With nothing left out, give the data back exactly.

*** DATA PROVIDED Section Begins ***

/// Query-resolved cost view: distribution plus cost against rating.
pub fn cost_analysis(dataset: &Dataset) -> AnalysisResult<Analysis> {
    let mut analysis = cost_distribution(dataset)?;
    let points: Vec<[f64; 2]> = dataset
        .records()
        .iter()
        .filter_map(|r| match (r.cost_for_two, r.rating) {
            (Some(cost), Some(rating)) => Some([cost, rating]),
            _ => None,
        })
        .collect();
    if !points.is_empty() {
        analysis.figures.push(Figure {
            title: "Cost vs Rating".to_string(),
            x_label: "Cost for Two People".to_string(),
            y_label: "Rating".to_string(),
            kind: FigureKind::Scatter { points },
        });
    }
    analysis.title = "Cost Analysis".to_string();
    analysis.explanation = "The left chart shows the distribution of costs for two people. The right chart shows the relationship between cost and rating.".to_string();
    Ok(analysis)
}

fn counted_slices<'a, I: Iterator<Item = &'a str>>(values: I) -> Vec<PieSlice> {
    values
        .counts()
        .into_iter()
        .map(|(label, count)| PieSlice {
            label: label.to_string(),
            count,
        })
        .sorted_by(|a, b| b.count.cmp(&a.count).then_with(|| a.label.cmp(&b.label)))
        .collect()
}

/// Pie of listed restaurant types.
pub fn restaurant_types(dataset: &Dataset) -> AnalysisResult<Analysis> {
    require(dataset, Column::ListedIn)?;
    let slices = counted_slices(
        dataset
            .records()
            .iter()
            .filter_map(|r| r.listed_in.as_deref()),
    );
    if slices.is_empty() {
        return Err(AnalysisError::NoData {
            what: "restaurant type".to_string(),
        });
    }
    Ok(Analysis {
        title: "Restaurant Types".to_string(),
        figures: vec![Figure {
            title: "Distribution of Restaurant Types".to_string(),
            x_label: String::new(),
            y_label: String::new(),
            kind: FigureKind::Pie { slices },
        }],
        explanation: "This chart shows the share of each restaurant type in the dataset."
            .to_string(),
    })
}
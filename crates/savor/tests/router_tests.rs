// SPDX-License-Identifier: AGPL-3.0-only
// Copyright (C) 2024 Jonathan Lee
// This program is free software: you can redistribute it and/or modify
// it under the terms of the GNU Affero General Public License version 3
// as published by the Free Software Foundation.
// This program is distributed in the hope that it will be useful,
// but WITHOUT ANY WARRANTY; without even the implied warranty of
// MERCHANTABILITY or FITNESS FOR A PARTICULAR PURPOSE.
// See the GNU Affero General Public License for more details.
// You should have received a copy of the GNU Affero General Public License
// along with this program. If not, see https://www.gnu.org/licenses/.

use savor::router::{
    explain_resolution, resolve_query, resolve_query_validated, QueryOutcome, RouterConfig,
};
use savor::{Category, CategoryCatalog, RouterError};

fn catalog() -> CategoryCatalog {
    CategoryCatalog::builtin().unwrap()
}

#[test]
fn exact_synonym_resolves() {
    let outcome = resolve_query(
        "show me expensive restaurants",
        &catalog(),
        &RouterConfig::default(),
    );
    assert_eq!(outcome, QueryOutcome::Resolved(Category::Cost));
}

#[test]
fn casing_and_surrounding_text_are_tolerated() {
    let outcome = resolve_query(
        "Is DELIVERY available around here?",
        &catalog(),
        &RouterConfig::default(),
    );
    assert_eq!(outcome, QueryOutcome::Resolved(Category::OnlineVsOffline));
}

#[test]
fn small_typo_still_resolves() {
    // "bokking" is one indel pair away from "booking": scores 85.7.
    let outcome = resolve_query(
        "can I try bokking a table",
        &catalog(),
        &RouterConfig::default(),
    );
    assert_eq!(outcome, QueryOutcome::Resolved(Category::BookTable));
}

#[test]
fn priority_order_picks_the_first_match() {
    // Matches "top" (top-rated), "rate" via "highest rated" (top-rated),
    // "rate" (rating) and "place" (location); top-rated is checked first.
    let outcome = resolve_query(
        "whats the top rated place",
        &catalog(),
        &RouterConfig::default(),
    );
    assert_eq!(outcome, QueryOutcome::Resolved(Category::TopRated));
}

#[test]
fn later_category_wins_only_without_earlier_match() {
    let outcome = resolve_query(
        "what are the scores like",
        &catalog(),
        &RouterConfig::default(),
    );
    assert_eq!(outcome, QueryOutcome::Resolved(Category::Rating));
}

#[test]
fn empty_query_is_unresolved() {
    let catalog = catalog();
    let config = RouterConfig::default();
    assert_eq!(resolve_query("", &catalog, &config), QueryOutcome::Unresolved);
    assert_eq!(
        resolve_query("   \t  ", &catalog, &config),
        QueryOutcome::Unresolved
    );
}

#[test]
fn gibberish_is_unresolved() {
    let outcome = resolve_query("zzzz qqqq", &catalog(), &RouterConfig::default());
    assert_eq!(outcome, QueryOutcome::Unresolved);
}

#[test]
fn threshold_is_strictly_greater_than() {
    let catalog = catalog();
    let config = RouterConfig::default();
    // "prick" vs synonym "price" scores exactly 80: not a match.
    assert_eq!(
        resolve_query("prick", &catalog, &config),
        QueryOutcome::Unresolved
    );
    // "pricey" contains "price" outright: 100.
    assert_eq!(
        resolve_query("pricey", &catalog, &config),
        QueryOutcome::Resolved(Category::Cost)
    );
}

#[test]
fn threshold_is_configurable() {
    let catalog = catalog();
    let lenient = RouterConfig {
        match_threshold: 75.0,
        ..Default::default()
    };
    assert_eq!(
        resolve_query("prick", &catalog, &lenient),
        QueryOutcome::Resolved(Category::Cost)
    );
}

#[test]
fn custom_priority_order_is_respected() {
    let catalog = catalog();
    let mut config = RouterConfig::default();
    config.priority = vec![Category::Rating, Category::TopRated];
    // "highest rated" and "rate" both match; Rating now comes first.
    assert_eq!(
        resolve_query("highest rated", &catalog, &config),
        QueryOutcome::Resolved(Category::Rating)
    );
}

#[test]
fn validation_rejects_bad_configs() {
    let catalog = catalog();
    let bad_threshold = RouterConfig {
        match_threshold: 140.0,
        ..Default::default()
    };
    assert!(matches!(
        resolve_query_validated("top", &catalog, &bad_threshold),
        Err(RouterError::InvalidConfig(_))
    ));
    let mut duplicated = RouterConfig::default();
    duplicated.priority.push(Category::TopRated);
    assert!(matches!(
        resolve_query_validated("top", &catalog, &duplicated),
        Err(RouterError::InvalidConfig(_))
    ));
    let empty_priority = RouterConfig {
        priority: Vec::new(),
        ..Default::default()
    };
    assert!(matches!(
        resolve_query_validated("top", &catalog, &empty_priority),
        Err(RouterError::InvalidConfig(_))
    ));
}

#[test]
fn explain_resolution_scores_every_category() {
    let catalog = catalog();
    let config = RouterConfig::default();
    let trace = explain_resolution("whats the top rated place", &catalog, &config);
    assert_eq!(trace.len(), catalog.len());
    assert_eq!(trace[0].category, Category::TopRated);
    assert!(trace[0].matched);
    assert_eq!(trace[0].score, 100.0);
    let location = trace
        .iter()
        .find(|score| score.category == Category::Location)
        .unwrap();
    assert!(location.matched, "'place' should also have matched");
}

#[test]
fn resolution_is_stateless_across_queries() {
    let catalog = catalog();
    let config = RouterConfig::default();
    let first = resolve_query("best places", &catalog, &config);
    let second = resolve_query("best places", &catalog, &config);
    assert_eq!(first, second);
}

*** DATA PROVIDED Section Ends ***

RESULT BELOW:
/// Query-resolved cost view: distribution plus cost against rating.
pub fn cost_analysis(dataset: &Dataset) -> AnalysisResult<Analysis> {
    let mut analysis = cost_distribution(dataset)?;
    let points: Vec<[f64; 2]> = dataset
        .records()
        .iter()
        .filter_map(|r| match (r.cost_for_two, r.rating) {
            (Some(cost), Some(rating)) => Some([cost, rating]),
            _ => None,
        })
        .collect();
    if !points.is_empty() {
        analysis.figures.push(Figure {
            title: "Cost vs Rating".to_string(),
            x_label: "Cost for Two People".to_string(),
            y_label: "Rating".to_string(),
            kind: FigureKind::Scatter { points },
        });
    }
    analysis.title = "Cost Analysis".to_string();
    analysis.explanation = "The left chart shows the distribution of costs for two people. The right chart shows the relationship between cost and rating.".to_string();
    Ok(analysis)
}

fn counted_slices<'a, I: Iterator<Item = &'a str>>(values: I) -> Vec<PieSlice> {
    values
        .counts()
        .into_iter()
        .map(|(label, count)| PieSlice {
            label: label.to_string(),
            count,
        })
        .sorted_by(|a, b| b.count.cmp(&a.count).then_with(|| a.label.cmp(&b.label)))
        .collect()
}

/// Pie of listed restaurant types.
pub fn restaurant_types(dataset: &Dataset) -> AnalysisResult<Analysis> {
    require(dataset, Column::ListedIn)?;
    let slices = counted_slices(
        dataset
            .records()
            .iter()
            .filter_map(|r| r.listed_in.as_deref()),
    );
    if slices.is_empty() {
        return Err(AnalysisError::NoData {
            what: "restaurant type".to_string(),
        });
    }
    Ok(Analysis {
        title: "Restaurant Types".to_string(),
        figures: vec![Figure {
            title: "Distribution of Restaurant Types".to_string(),
            x_label: String::new(),
            y_label: String::new(),
            kind: FigureKind::Pie { slices },
        }],
        explanation: "This chart shows the share of each restaurant type in the dataset."
            .to_string(),
    })
}
filename crates/savor/tests/router_tests.rs
// SPDX-License-Identifier: AGPL-3.0-only
// Copyright (C) 2024 Jonathan Lee
// This program is free software: you can redistribute it and/or modify
// it under the terms of the GNU Affero General Public License version 3
// as published by the Free Software Foundation.
// This program is distributed in the hope that it will be useful,
// but WITHOUT ANY WARRANTY; without even the implied warranty of
// MERCHANTABILITY or FITNESS FOR A PARTICULAR PURPOSE.
// See the GNU Affero General Public License for more details.
// You should have received a copy of the GNU Affero General Public License
// along with this program. If not, see https://www.gnu.org/licenses/.

use savor::router::{
    explain_resolution, resolve_query, resolve_query_validated, QueryOutcome, RouterConfig,
};
use savor::{Category, CategoryCatalog, RouterError};

fn catalog() -> CategoryCatalog {
    CategoryCatalog::builtin().unwrap()
}

#[test]
fn exact_synonym_resolves() {
    let outcome = resolve_query(
        "show me expensive restaurants",
        &catalog(),
        &RouterConfig::default(),
    );
    assert_eq!(outcome, QueryOutcome::Resolved(Category::Cost));
}

#[test]
fn casing_and_surrounding_text_are_tolerated() {
    let outcome = resolve_query(
        "Is DELIVERY available around here?",
        &catalog(),
        &RouterConfig::default(),
    );
    assert_eq!(outcome, QueryOutcome::Resolved(Category::OnlineVsOffline));
}

#[test]
fn small_typo_still_resolves() {
    // "bokking" is one indel pair away from "booking": scores 85.7.
    let outcome = resolve_query(
        "can I try bokking a table",
        &catalog(),
        &RouterConfig::default(),
    );
    assert_eq!(outcome, QueryOutcome::Resolved(Category::BookTable));
}

#[test]
fn priority_order_picks_the_first_match() {
    // Matches "top" (top-rated), "rate" via "highest rated" (top-rated),
    // "rate" (rating) and "place" (location); top-rated is checked first.
    let outcome = resolve_query(
        "whats the top rated place",
        &catalog(),
        &RouterConfig::default(),
    );
    assert_eq!(outcome, QueryOutcome::Resolved(Category::TopRated));
}

#[test]
fn later_category_wins_only_without_earlier_match() {
    let outcome = resolve_query(
        "what are the scores like",
        &catalog(),
        &RouterConfig::default(),
    );
    assert_eq!(outcome, QueryOutcome::Resolved(Category::Rating));
}

#[test]
fn empty_query_is_unresolved() {
    let catalog = catalog();
    let config = RouterConfig::default();
    assert_eq!(resolve_query("", &catalog, &config), QueryOutcome::Unresolved);
    assert_eq!(
        resolve_query("   \t  ", &catalog, &config),
        QueryOutcome::Unresolved
    );
}

#[test]
fn gibberish_is_unresolved() {
    let outcome = resolve_query("zzzz qqqq", &catalog(), &RouterConfig::default());
    assert_eq!(outcome, QueryOutcome::Unresolved);
}

#[test]
fn threshold_is_strictly_greater_than() {
    let catalog = catalog();
    let config = RouterConfig::default();
    // "prick" vs synonym "price" scores exactly 80: not a match.
    assert_eq!(
        resolve_query("prick", &catalog, &config),
        QueryOutcome::Unresolved
    );
    // "pricey" contains "price" outright: 100.
    assert_eq!(
        resolve_query("pricey", &catalog, &config),
        QueryOutcome::Resolved(Category::Cost)
    );
}

#[test]
fn threshold_is_configurable() {
    let catalog = catalog();
    let lenient = RouterConfig {
        match_threshold: 75.0,
        ..Default::default()
    };
    assert_eq!(
        resolve_query("prick", &catalog, &lenient),
        QueryOutcome::Resolved(Category::Cost)
    );
}

#[test]
fn custom_priority_order_is_respected() {
    let catalog = catalog();
    let mut config = RouterConfig::default();
    config.priority = vec![Category::Rating, Category::TopRated];
    // "highest rated" and "rate" both match; Rating now comes first.
    assert_eq!(
        resolve_query("highest rated", &catalog, &config),
        QueryOutcome::Resolved(Category::Rating)
    );
}

#[test]
fn validation_rejects_bad_configs() {
    let catalog = catalog();
    let bad_threshold = RouterConfig {
        match_threshold: 140.0,
        ..Default::default()
    };
    assert!(matches!(
        resolve_query_validated("top", &catalog, &bad_threshold),
        Err(RouterError::InvalidConfig(_))
    ));
    let mut duplicated = RouterConfig::default();
    duplicated.priority.push(Category::TopRated);
    assert!(matches!(
        resolve_query_validated("top", &catalog, &duplicated),
        Err(RouterError::InvalidConfig(_))
    ));
    let empty_priority = RouterConfig {
        priority: Vec::new(),
        ..Default::default()
    };
    assert!(matches!(
        resolve_query_validated("top", &catalog, &empty_priority),
        Err(RouterError::InvalidConfig(_))
    ));
}

#[test]
fn explain_resolution_scores_every_category() {
    let catalog = catalog();
    let config = RouterConfig::default();
    let trace = explain_resolution("whats the top rated place", &catalog, &config);
    assert_eq!(trace.len(), catalog.len());
    assert_eq!(trace[0].category, Category::TopRated);
    assert!(trace[0].matched);
    assert_eq!(trace[0].score, 100.0);
    let location = trace
        .iter()
        .find(|score| score.category == Category::Location)
        .unwrap();
    assert!(location.matched, "'place' should also have matched");
}

#[test]
fn resolution_is_stateless_across_queries() {
    let catalog = catalog();
    let config = RouterConfig::default();
    let first = resolve_query("best places", &catalog, &config);
    let second = resolve_query("best places", &catalog, &config);
    assert_eq!(first, second);
}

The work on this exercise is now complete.